Exercise objective: Filter the entries for the string "return". Copy each line that has it.

Extracted data:
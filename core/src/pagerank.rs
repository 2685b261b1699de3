//! Power-method PageRank over the indexed link graph.
//!
//! Nodes without outbound links contribute nothing to other nodes: their
//! rank mass is dropped rather than redistributed, so scores need not sum
//! to one. This is a known approximation of canonical PageRank.

use crate::index::{DocId, LinkGraph};
use crate::store::IndexStore;
use anyhow::Result;
use serde::{Deserialize, Serialize};
use std::collections::{BTreeMap, HashMap};

#[derive(Debug, Clone, Copy, PartialEq, Serialize, Deserialize)]
pub struct PageRankConfig {
    pub damping: f64,
    pub max_iterations: usize,
    /// Convergence threshold on the summed absolute change per iteration.
    pub tolerance: f64,
}

impl Default for PageRankConfig {
    fn default() -> Self {
        Self { damping: 0.85, max_iterations: 100, tolerance: 1e-6 }
    }
}

#[derive(Debug, Clone, Default, PartialEq)]
pub struct PageRankOutcome {
    pub scores: BTreeMap<DocId, f64>,
    pub iterations: usize,
    pub converged: bool,
}

pub fn compute_pagerank(graph: &LinkGraph, config: &PageRankConfig) -> PageRankOutcome {
    let n = graph.len();
    if n == 0 {
        return PageRankOutcome { converged: true, ..Default::default() };
    }

    let nodes: Vec<DocId> = graph.keys().copied().collect();
    let slot: HashMap<DocId, usize> = nodes.iter().enumerate().map(|(i, d)| (*d, i)).collect();
    // (source slot, target slot) for every edge between known nodes
    let mut edges: Vec<(usize, usize)> = Vec::new();
    let mut outdegree = vec![0usize; n];
    for (from, targets) in graph {
        let src = slot[from];
        for to in targets {
            if let Some(&dst) = slot.get(to) {
                edges.push((src, dst));
                outdegree[src] += 1;
            }
        }
    }

    let base = (1.0 - config.damping) / n as f64;
    let mut rank = vec![1.0 / n as f64; n];
    let mut iterations = 0;
    let mut converged = false;

    while iterations < config.max_iterations {
        let mut inflow = vec![0.0f64; n];
        for &(src, dst) in &edges {
            inflow[dst] += rank[src] / outdegree[src] as f64;
        }
        let next: Vec<f64> = inflow.iter().map(|s| base + config.damping * s).collect();
        let diff: f64 = next.iter().zip(&rank).map(|(a, b)| (a - b).abs()).sum();
        rank = next;
        iterations += 1;
        if diff < config.tolerance {
            converged = true;
            break;
        }
    }

    tracing::debug!(nodes = n, edges = edges.len(), iterations, converged, "pagerank computed");
    let scores = nodes.into_iter().zip(rank).collect();
    PageRankOutcome { scores, iterations, converged }
}

fn try_run(store: &mut IndexStore, config: &PageRankConfig) -> Result<BTreeMap<DocId, f64>> {
    let graph = store.load_graph()?;
    if graph.is_empty() {
        tracing::info!("no documents in graph, skipping pagerank");
        return Ok(BTreeMap::new());
    }
    let outcome = compute_pagerank(&graph, config);
    if !outcome.converged {
        tracing::warn!(iterations = outcome.iterations, "pagerank hit the iteration cap before converging");
    }
    store.save_pagerank(&outcome.scores)?;
    tracing::info!(nodes = graph.len(), iterations = outcome.iterations, "pagerank saved");
    Ok(outcome.scores)
}

/// Load the graph, compute and persist scores. Failures are logged and
/// yield an empty map; callers treat absent scores as zero.
pub fn run_pagerank(store: &mut IndexStore, config: &PageRankConfig) -> BTreeMap<DocId, f64> {
    match try_run(store, config) {
        Ok(scores) => scores,
        Err(e) => {
            tracing::warn!(error = %e, "pagerank failed");
            BTreeMap::new()
        }
    }
}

Answer section:
        return PageRankOutcome { converged: true, ..Default::default() };
        return Ok(BTreeMap::new());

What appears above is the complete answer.